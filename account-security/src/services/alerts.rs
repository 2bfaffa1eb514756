//! Alert and notification sink collaborator.
//!
//! Delivery transport (email, push, alert storage) lives outside this
//! engine; the hosting application implements [`AlertSink`]. Dispatch is
//! fire-and-forget: the login path must never wait on or fail because of
//! alerting.

use async_trait::async_trait;
use std::sync::Arc;
use uuid::Uuid;

use crate::models::SecurityAlert;

/// External alerting collaborator.
#[async_trait]
pub trait AlertSink: Send + Sync {
    /// Hand off a security alert for storage and routing.
    async fn publish_alert(&self, alert: SecurityAlert) -> Result<(), anyhow::Error>;

    /// Send a user-facing notification.
    async fn notify_user(
        &self,
        user_id: Uuid,
        subject: &str,
        body: &str,
    ) -> Result<(), anyhow::Error>;
}

/// Sink that drops everything. Useful for embedded deployments and tests
/// that do not assert on alerting.
#[derive(Debug, Clone, Default)]
pub struct NoopAlertSink;

#[async_trait]
impl AlertSink for NoopAlertSink {
    async fn publish_alert(&self, _alert: SecurityAlert) -> Result<(), anyhow::Error> {
        Ok(())
    }

    async fn notify_user(
        &self,
        _user_id: Uuid,
        _subject: &str,
        _body: &str,
    ) -> Result<(), anyhow::Error> {
        Ok(())
    }
}

/// A user-facing notification paired with an alert.
#[derive(Debug, Clone)]
pub struct UserNotification {
    pub subject: String,
    pub body: String,
}

/// Fire-and-forget dispatcher over an [`AlertSink`].
#[derive(Clone)]
pub struct AlertDispatcher {
    sink: Arc<dyn AlertSink>,
}

impl AlertDispatcher {
    pub fn new(sink: Arc<dyn AlertSink>) -> Self {
        Self { sink }
    }

    /// Publish an alert (and optionally notify the user) on a spawned task.
    /// Sink failures are logged and swallowed; they never reach the caller.
    pub fn dispatch(&self, alert: SecurityAlert, notification: Option<UserNotification>) {
        let sink = self.sink.clone();
        tokio::spawn(async move {
            let user_id = alert.user_id;
            let alert_type = alert.alert_type.clone();
            if let Err(e) = sink.publish_alert(alert).await {
                tracing::error!(
                    user_id = %user_id,
                    alert_type = %alert_type,
                    error = %e,
                    "Failed to publish security alert"
                );
            }
            if let Some(notification) = notification {
                if let Err(e) = sink
                    .notify_user(user_id, &notification.subject, &notification.body)
                    .await
                {
                    tracing::error!(
                        user_id = %user_id,
                        error = %e,
                        "Failed to send security notification"
                    );
                }
            }
        });
    }
}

* * * * * * * * *

Exercise objective ▸
The lines to copy are those in the listing that contain the word "collaborator".

Answer section ▸
//! Alert and notification sink collaborator.
/// External alerting collaborator.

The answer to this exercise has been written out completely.